:: Task requirements ::
Starting with the opening line of the material, restate every line word for word, and end on the line containing "Broker connection settings".

:: The records ::
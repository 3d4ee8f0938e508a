//! # Watcher Configuration
//!
//! Typed configuration for every component of the watcher. Each section carries a
//! `Default` so an empty configuration source yields a runnable watcher, and
//! [`WatcherConfig::validate`] rejects values the components cannot run with.
//!
//! ## Usage
//!
//! ```rust,no_run
//! use task_watcher::config::ConfigManager;
//!
//! # fn example() -> Result<(), Box<dyn std::error::Error>> {
//! let manager = ConfigManager::load()?;
//! let buckets = &manager.config().timer.delay_buckets_seconds;
//! # Ok(())
//! # }
//! ```

pub mod error;
pub mod loader;

pub use error::{ConfigResult, ConfigurationError};
pub use loader::ConfigManager;

use serde::{Deserialize, Serialize};
use std::time::Duration;

use crate::constants::{
    DEFAULT_COMMAND_TOPIC, DEFAULT_DELAY_BUCKETS_SECONDS, DEFAULT_EVENT_TOPIC,
    DEFAULT_TASK_TOPIC_PREFIX, DEFAULT_TIMER_TOPIC,
};

/// Root configuration structure
#[derive(Debug, Clone, Default, Serialize, Deserialize, PartialEq)]
#[serde(default)]
pub struct WatcherConfig {
    pub broker: BrokerConfig,
    pub topics: TopicsConfig,
    pub topic_creation: TopicCreationConfig,
    pub timer: TimerConfig,
    pub producer: ProducerConfig,
}

/// Broker connection settings
#[derive(Debug, Clone, Serialize, Deserialize, PartialEq)]
#[serde(default)]
pub struct BrokerConfig {
    /// Consumer group shared by every watcher instance
    pub group_id: String,
    /// How long bootstrap waits for the broker handshake
    pub ready_timeout_ms: u64,
    /// How often the task intake refreshes its list of `task.*` topics
    pub metadata_refresh_interval_ms: u64,
}

impl Default for BrokerConfig {
    fn default() -> Self {
        Self {
            group_id: "task-watcher".to_string(),
            ready_timeout_ms: 30_000,
            metadata_refresh_interval_ms: 5_000,
        }
    }
}

impl BrokerConfig {
    pub fn ready_timeout(&self) -> Duration {
        Duration::from_millis(self.ready_timeout_ms)
    }

    pub fn metadata_refresh_interval(&self) -> Duration {
        Duration::from_millis(self.metadata_refresh_interval_ms)
    }
}

/// Topic names used by the watcher
#[derive(Debug, Clone, Serialize, Deserialize, PartialEq)]
#[serde(default)]
pub struct TopicsConfig {
    pub task_prefix: String,
    pub timer: String,
    pub event: String,
    pub command: String,
}

impl Default for TopicsConfig {
    fn default() -> Self {
        Self {
            task_prefix: DEFAULT_TASK_TOPIC_PREFIX.to_string(),
            timer: DEFAULT_TIMER_TOPIC.to_string(),
            event: DEFAULT_EVENT_TOPIC.to_string(),
            command: DEFAULT_COMMAND_TOPIC.to_string(),
        }
    }
}

/// Parameters for topics the watcher creates at startup
#[derive(Debug, Clone, Serialize, Deserialize, PartialEq)]
#[serde(default)]
pub struct TopicCreationConfig {
    pub num_partitions: u32,
    pub replication_factor: u16,
    pub cleanup_policy: String,
    pub compression_type: String,
    pub retention_ms: u64,
    pub unclean_leader_election: bool,
}

impl Default for TopicCreationConfig {
    fn default() -> Self {
        Self {
            num_partitions: 10,
            replication_factor: 1,
            cleanup_policy: "delete".to_string(),
            compression_type: "snappy".to_string(),
            retention_ms: 604_800_000,
            unclean_leader_election: false,
        }
    }
}

/// Timer wheel settings
#[derive(Debug, Clone, Serialize, Deserialize, PartialEq)]
#[serde(default)]
pub struct TimerConfig {
    /// Bucket thresholds in seconds; sorted and de-duplicated by the router
    pub delay_buckets_seconds: Vec<u64>,
    pub poll_batch_size: usize,
    pub poll_timeout_ms: u64,
    pub max_poll_interval_multiplier: u64,
    pub min_max_poll_interval_seconds: u64,
    /// Upper bound on the pause after a batch that only re-queued into its own bucket
    pub requeue_pause_ms: u64,
    pub action_channel_capacity: usize,
    /// Fallback acknowledgement window when neither task nor definition sets one
    pub default_ack_timeout_seconds: u64,
    /// Fallback execution window when neither task nor definition sets one
    pub default_execution_timeout_seconds: u64,
}

impl Default for TimerConfig {
    fn default() -> Self {
        Self {
            delay_buckets_seconds: DEFAULT_DELAY_BUCKETS_SECONDS.to_vec(),
            poll_batch_size: 100,
            poll_timeout_ms: 5,
            max_poll_interval_multiplier: 5,
            min_max_poll_interval_seconds: 30,
            requeue_pause_ms: 500,
            action_channel_capacity: 1_000,
            default_ack_timeout_seconds: 5,
            default_execution_timeout_seconds: 30,
        }
    }
}

impl TimerConfig {
    pub fn poll_timeout(&self) -> Duration {
        Duration::from_millis(self.poll_timeout_ms)
    }

    pub fn requeue_pause(&self) -> Duration {
        Duration::from_millis(self.requeue_pause_ms)
    }
}

/// Shared publish path settings
#[derive(Debug, Clone, Serialize, Deserialize, PartialEq)]
#[serde(default)]
pub struct ProducerConfig {
    pub buffer_capacity: usize,
    pub batch_size: usize,
    pub flush_interval_ms: u64,
}

impl Default for ProducerConfig {
    fn default() -> Self {
        Self {
            buffer_capacity: 10_000,
            batch_size: 500,
            flush_interval_ms: 10,
        }
    }
}

impl ProducerConfig {
    pub fn flush_interval(&self) -> Duration {
        Duration::from_millis(self.flush_interval_ms)
    }
}

impl WatcherConfig {
    /// Validate configuration values the components cannot run without
    pub fn validate(&self) -> ConfigResult<()> {
        if self.broker.group_id.trim().is_empty() {
            return Err(ConfigurationError::missing_required_field(
                "group_id",
                "broker configuration",
            ));
        }

        for (field, name) in [
            ("topics.task_prefix", &self.topics.task_prefix),
            ("topics.timer", &self.topics.timer),
            ("topics.event", &self.topics.event),
            ("topics.command", &self.topics.command),
        ] {
            if name.trim().is_empty() {
                return Err(ConfigurationError::missing_required_field(
                    field,
                    "topic configuration",
                ));
            }
        }

        if self.topic_creation.num_partitions == 0 {
            return Err(ConfigurationError::invalid_value(
                "topic_creation.num_partitions",
                self.topic_creation.num_partitions,
                "must be greater than 0",
            ));
        }

        if self.topic_creation.replication_factor == 0 {
            return Err(ConfigurationError::invalid_value(
                "topic_creation.replication_factor",
                self.topic_creation.replication_factor,
                "must be greater than 0",
            ));
        }

        if self.timer.delay_buckets_seconds.is_empty() {
            return Err(ConfigurationError::missing_required_field(
                "delay_buckets_seconds",
                "timer configuration",
            ));
        }

        if self.timer.delay_buckets_seconds.contains(&0) {
            return Err(ConfigurationError::invalid_value(
                "timer.delay_buckets_seconds",
                format!("{:?}", self.timer.delay_buckets_seconds),
                "thresholds must be greater than 0",
            ));
        }

        if self.timer.poll_batch_size == 0 {
            return Err(ConfigurationError::invalid_value(
                "timer.poll_batch_size",
                self.timer.poll_batch_size,
                "must be greater than 0",
            ));
        }

        if self.timer.action_channel_capacity == 0 {
            return Err(ConfigurationError::invalid_value(
                "timer.action_channel_capacity",
                self.timer.action_channel_capacity,
                "must be greater than 0",
            ));
        }

        if self.producer.buffer_capacity == 0 || self.producer.batch_size == 0 {
            return Err(ConfigurationError::invalid_value(
                "producer",
                format!(
                    "buffer_capacity={}, batch_size={}",
                    self.producer.buffer_capacity, self.producer.batch_size
                ),
                "buffer capacity and batch size must be greater than 0",
            ));
        }

        Ok(())
    }
}

#[cfg(test)]
mod tests {
    use super::*;

    #[test]
    fn test_default_config_is_valid() {
        let config = WatcherConfig::default();
        assert!(config.validate().is_ok());
        assert_eq!(config.timer.delay_buckets_seconds, vec![5, 15, 60, 300, 1800]);
        assert_eq!(config.topic_creation.retention_ms, 604_800_000);
        assert_eq!(config.timer.poll_batch_size, 100);
    }

    #[test]
    fn test_empty_buckets_rejected() {
        let mut config = WatcherConfig::default();
        config.timer.delay_buckets_seconds.clear();

        let err = config.validate().unwrap_err();
        assert!(matches!(
            err,
            ConfigurationError::MissingRequiredField { ref field, .. } if field == "delay_buckets_seconds"
        ));
    }

    #[test]
    fn test_zero_partitions_rejected() {
        let mut config = WatcherConfig::default();
        config.topic_creation.num_partitions = 0;
        assert!(matches!(
            config.validate(),
            Err(ConfigurationError::InvalidValue { .. })
        ));
    }

    #[test]
    fn test_blank_topic_name_rejected() {
        let mut config = WatcherConfig::default();
        config.topics.event = "  ".to_string();
        assert!(config.validate().is_err());
    }

    #[test]
    fn test_sparse_toml_keeps_section_defaults() {
        let config: WatcherConfig = serde_json::from_value(serde_json::json!({
            "timer": { "delay_buckets_seconds": [1, 10] }
        }))
        .unwrap();

        assert_eq!(config.timer.delay_buckets_seconds, vec![1, 10]);
        assert_eq!(config.timer.poll_timeout_ms, 5);
        assert_eq!(config.topics, TopicsConfig::default());
    }
}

:: Solution ::
repository 3d4ee8f0938e508a
//! # Watcher Configuration
//!
//! Typed configuration for every component of the watcher. Each section carries a
//! `Default` so an empty configuration source yields a runnable watcher, and
//! [`WatcherConfig::validate`] rejects values the components cannot run with.
//!
//! ## Usage
//!
//! ```rust,no_run
//! use task_watcher::config::ConfigManager;
//!
//! # fn example() -> Result<(), Box<dyn std::error::Error>> {
//! let manager = ConfigManager::load()?;
//! let buckets = &manager.config().timer.delay_buckets_seconds;
//! # Ok(())
//! # }
//! ```

pub mod error;
pub mod loader;

pub use error::{ConfigResult, ConfigurationError};
pub use loader::ConfigManager;

use serde::{Deserialize, Serialize};
use std::time::Duration;

use crate::constants::{
    DEFAULT_COMMAND_TOPIC, DEFAULT_DELAY_BUCKETS_SECONDS, DEFAULT_EVENT_TOPIC,
    DEFAULT_TASK_TOPIC_PREFIX, DEFAULT_TIMER_TOPIC,
};

/// Root configuration structure
#[derive(Debug, Clone, Default, Serialize, Deserialize, PartialEq)]
#[serde(default)]
pub struct WatcherConfig {
    pub broker: BrokerConfig,
    pub topics: TopicsConfig,
    pub topic_creation: TopicCreationConfig,
    pub timer: TimerConfig,
    pub producer: ProducerConfig,
}

/// Broker connection settings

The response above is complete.